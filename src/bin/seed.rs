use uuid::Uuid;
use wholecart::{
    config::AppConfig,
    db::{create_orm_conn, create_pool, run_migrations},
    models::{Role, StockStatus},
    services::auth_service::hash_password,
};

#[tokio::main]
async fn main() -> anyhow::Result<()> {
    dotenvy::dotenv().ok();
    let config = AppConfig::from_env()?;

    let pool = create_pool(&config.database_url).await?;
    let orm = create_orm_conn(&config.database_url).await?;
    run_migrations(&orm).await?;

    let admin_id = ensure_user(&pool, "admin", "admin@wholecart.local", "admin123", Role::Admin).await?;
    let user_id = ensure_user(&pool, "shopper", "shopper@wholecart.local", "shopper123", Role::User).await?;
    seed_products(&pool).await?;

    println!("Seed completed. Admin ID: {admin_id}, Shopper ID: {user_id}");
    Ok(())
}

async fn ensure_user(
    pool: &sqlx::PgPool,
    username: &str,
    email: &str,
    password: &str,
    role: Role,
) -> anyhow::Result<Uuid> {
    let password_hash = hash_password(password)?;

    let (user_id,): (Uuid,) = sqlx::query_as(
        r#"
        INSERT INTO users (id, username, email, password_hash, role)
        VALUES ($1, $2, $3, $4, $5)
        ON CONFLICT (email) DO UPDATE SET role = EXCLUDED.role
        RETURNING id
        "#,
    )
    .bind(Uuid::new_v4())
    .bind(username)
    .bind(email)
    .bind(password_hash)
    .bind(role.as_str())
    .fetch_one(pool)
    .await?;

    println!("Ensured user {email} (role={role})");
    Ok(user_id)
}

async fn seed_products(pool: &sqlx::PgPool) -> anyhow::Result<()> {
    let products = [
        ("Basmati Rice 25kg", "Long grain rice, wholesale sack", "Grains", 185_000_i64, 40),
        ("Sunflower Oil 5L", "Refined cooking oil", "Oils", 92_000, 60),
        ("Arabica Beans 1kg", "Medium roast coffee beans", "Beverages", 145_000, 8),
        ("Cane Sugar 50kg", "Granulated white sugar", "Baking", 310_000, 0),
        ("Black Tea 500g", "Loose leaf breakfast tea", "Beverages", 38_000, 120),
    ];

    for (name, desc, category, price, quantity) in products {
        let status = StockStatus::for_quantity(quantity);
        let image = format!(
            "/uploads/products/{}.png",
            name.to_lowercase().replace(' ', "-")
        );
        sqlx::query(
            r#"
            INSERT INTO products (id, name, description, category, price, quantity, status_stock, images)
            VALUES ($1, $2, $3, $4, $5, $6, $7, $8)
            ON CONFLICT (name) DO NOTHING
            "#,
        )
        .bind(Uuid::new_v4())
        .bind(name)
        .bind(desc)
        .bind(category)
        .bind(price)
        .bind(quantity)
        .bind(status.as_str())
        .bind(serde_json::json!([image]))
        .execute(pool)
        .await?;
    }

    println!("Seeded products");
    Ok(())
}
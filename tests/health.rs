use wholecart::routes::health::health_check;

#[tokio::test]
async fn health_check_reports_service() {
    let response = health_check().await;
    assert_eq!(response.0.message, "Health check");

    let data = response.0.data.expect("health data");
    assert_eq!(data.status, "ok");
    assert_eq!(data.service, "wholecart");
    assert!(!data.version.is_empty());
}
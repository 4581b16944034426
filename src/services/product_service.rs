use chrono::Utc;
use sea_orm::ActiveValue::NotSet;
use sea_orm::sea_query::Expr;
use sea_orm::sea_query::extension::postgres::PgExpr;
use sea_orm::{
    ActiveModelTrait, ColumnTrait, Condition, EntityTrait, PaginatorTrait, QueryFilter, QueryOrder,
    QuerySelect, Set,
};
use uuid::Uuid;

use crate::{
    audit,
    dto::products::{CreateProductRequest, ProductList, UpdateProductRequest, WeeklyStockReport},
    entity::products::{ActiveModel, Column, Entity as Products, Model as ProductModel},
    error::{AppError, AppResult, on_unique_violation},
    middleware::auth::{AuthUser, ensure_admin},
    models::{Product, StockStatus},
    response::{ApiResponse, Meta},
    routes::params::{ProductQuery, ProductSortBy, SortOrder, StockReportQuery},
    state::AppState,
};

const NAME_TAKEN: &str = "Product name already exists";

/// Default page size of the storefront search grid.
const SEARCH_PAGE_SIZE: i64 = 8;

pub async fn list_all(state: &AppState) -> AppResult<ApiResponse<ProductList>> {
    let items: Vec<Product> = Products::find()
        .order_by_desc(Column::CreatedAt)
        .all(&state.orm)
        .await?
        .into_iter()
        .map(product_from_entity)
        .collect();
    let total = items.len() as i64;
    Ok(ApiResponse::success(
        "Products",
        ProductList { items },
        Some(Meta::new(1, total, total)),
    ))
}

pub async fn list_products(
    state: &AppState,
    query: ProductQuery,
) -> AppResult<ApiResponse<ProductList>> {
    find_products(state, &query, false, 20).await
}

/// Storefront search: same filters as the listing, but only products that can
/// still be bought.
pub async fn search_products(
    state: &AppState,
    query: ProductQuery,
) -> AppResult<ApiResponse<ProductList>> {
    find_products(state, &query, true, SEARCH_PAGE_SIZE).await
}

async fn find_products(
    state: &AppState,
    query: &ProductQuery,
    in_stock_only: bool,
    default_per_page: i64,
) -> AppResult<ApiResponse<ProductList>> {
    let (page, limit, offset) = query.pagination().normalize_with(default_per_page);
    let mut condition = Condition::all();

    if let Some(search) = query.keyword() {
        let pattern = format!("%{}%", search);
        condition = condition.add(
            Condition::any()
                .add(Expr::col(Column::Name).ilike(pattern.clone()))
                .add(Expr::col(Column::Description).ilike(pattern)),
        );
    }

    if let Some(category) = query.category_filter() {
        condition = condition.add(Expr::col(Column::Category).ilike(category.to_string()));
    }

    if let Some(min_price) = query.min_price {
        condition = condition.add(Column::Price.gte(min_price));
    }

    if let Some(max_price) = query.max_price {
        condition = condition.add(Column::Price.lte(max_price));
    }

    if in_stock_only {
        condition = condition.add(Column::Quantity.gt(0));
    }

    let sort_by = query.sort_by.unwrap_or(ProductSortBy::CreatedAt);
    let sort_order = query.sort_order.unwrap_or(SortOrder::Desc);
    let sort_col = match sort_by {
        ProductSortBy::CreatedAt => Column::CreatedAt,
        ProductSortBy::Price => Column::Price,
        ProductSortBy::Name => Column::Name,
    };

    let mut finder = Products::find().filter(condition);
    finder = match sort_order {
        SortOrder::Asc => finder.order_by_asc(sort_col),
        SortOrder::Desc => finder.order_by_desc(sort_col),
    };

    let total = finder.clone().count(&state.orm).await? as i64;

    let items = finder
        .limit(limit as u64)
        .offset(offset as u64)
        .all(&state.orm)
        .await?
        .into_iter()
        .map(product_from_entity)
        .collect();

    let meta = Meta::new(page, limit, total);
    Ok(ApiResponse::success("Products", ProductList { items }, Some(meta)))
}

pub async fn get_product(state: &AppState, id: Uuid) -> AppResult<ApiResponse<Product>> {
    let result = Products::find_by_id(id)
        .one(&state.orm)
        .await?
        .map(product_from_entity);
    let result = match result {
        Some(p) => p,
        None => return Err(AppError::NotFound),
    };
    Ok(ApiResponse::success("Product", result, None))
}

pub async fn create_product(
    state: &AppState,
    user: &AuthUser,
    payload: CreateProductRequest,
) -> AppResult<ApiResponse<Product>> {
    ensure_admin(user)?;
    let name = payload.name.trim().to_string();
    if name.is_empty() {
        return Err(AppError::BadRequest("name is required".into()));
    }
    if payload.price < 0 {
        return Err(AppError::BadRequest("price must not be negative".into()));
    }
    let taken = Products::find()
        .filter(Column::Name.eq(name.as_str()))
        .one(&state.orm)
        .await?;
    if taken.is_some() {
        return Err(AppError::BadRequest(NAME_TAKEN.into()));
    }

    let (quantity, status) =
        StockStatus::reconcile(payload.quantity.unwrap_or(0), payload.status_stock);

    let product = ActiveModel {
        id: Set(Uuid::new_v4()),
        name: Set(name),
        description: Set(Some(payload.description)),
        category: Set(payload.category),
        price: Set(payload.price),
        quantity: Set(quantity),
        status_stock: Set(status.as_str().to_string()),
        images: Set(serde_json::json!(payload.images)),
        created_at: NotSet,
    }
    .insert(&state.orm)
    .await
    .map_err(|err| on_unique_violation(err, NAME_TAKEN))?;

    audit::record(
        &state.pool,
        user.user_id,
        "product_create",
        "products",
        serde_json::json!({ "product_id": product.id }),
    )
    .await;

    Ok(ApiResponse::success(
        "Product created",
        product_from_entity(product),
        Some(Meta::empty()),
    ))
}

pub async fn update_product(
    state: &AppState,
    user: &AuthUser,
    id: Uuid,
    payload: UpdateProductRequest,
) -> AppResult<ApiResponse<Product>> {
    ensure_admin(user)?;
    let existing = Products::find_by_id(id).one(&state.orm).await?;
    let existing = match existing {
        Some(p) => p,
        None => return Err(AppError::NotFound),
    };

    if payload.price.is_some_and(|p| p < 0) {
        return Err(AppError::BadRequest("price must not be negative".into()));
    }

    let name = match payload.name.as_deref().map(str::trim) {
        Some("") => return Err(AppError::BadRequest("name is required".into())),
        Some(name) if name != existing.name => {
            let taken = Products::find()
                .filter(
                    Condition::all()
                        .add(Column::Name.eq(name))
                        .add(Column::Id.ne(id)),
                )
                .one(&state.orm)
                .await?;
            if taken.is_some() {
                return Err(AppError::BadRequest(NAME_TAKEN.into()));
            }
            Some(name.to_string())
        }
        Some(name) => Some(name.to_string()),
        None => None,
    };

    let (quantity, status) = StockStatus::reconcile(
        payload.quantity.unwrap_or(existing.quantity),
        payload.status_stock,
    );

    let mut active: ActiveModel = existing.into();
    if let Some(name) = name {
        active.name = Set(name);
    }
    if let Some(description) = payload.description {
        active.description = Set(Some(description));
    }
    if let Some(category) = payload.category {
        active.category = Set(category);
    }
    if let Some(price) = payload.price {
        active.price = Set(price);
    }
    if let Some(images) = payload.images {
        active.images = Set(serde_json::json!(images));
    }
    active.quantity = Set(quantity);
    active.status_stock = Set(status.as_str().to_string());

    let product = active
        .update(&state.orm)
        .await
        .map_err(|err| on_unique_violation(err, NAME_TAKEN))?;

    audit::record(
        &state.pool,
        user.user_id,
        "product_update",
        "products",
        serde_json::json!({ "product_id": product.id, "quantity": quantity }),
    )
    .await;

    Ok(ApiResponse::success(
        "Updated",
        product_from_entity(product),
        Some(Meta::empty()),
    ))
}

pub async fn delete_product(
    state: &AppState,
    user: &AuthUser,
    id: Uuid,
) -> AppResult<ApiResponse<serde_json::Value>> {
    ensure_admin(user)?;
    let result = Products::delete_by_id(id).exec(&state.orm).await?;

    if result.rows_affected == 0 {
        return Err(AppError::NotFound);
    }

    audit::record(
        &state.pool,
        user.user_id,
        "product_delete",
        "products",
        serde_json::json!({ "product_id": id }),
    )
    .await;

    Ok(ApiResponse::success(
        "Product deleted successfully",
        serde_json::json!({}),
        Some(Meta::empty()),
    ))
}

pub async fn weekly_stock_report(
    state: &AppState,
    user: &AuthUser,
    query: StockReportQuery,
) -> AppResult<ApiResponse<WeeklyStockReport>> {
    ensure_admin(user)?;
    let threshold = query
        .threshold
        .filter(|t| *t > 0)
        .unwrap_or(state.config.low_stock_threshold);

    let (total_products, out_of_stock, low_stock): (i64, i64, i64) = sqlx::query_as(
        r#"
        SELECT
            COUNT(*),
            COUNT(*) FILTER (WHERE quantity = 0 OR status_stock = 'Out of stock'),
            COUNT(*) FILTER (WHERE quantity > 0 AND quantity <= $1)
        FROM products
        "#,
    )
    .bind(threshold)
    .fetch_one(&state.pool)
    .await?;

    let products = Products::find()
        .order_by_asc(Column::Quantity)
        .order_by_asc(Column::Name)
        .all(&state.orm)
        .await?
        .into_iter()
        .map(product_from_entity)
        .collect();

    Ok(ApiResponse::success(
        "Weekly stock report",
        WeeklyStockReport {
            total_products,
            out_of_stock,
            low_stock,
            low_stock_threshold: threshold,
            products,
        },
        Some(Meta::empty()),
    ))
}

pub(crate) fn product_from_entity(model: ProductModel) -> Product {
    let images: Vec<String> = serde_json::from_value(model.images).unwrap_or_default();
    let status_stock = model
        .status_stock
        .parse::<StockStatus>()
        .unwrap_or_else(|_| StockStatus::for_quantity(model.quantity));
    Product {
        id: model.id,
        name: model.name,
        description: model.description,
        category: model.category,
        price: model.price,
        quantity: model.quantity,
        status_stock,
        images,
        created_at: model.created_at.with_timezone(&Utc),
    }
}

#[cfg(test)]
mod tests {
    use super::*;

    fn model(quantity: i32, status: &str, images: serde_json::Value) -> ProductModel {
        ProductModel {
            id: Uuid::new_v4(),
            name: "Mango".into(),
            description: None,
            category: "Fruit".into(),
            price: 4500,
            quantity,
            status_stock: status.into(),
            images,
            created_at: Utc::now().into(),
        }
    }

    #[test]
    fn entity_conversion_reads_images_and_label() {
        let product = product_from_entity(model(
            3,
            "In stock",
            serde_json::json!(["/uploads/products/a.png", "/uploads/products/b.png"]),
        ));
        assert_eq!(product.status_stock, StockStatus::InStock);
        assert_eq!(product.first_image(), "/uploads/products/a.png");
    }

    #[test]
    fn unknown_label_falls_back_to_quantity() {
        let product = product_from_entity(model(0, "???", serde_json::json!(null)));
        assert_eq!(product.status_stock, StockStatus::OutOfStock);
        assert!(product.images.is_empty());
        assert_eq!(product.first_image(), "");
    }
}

───

■ WORK INSTRUCTION
Please return every line in the data that includes the string "UpdateProductRequest".

■ REPLY TO THE EXERCISE
    dto::products::{CreateProductRequest, ProductList, UpdateProductRequest, WeeklyStockReport},
    payload: UpdateProductRequest,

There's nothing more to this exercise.